Certificate pinning for the IdP connection. The IAP makes outbound HTTPS requests to the identity provider (JWKS endpoint, token endpoint, userinfo endpoint). Pin the IdP’s TLS certificate or CA. If the CA is compromised and a fraudulent certificate is issued for the IdP, a pinned IAP will reject the fraudulent certificate rather than accepting it. This is especially important in environments where local network appliances perform TLS inspection.

Run the proxy with a minimal process identity. The OAuth2 Proxy container should run as a non-root user (UID 65534), with readOnlyRootFilesystem: true, all Linux capabilities dropped, and a seccomp profile applied.
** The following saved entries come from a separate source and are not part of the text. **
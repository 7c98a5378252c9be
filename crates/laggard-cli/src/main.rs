use std::sync::Arc;

use clap::Parser;

mod args;
mod output;

use args::Cli;
use laggard_core::{AggregateError, Aggregator, AggregatorConfig, SlowestResults};

#[tokio::main(flavor = "multi_thread")]
async fn main() {
    if std::env::var("RUST_LOG").is_err() {
        std::env::set_var("RUST_LOG", "info");
    }
    env_logger::init();

    let cli = Cli::parse();
    let code = match run(cli).await {
        Ok(()) => 0,
        Err(e) => {
            eprintln!("fatal: {e:?}");
            e.downcast_ref::<AggregateError>()
                .map(AggregateError::exit_code)
                .unwrap_or(2)
        }
    };
    std::process::exit(code);
}

async fn run(cli: Cli) -> anyhow::Result<()> {
    if cli.job.is_some() && cli.build_urls.len() > 1 {
        anyhow::bail!("--job applies to a single build URL");
    }

    let config = AggregatorConfig::from_env();
    let aggregator = Aggregator::new(&config)?;
    let store = Arc::new(SlowestResults::new(cli.top));

    let mut handles = Vec::new();
    for build_url in &cli.build_urls {
        let job_name = cli
            .job
            .clone()
            .unwrap_or_else(|| args::job_name_from_url(build_url));
        let aggregator = aggregator.clone();
        let store = Arc::clone(&store);
        let build_url = build_url.clone();
        handles.push(tokio::spawn(async move {
            tracing::info!(job = %job_name, url = %build_url, "aggregating");
            aggregator.aggregate_into(&store, &job_name, &build_url).await
        }));
    }
    for handle in handles {
        handle.await??;
    }

    let snapshot = store.snapshot();
    if cli.json {
        println!("{}", serde_json::to_string_pretty(&snapshot)?);
    } else {
        print!("{}", output::render_table(&snapshot));
    }
    Ok(())
}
The ext_authz service should have no network access to anything other than the MDM API and the Envoy socket — a NetworkPolicy can enforce this.

Summary

An IAP removes network position as a trust signal and makes identity — user, group, device — the sole basis for access decisions. The core pattern is always the same: all traffic through the proxy, no direct backend access, identity verified per request. OAuth2 Proxy handles the OIDC flow for simple cases. Envoy ext_authz provides the hook for complex per-route, per-method policy. GCP IAP offloads the operational burden when running on Google Cloud. Pomerium consolidates authentication and policy into a single self-hosted component. Device posture via mTLS or endpoint agents adds the machine dimension to access decisions.

The implementation is only as strong as the enforcement of the “no direct backend access” invariant. Network policies, firewall rules, and process-level binding to the loopback interface must all be in place, and they must be audited regularly. A proxy that can be bypassed is not an IAP — it is a speed bump.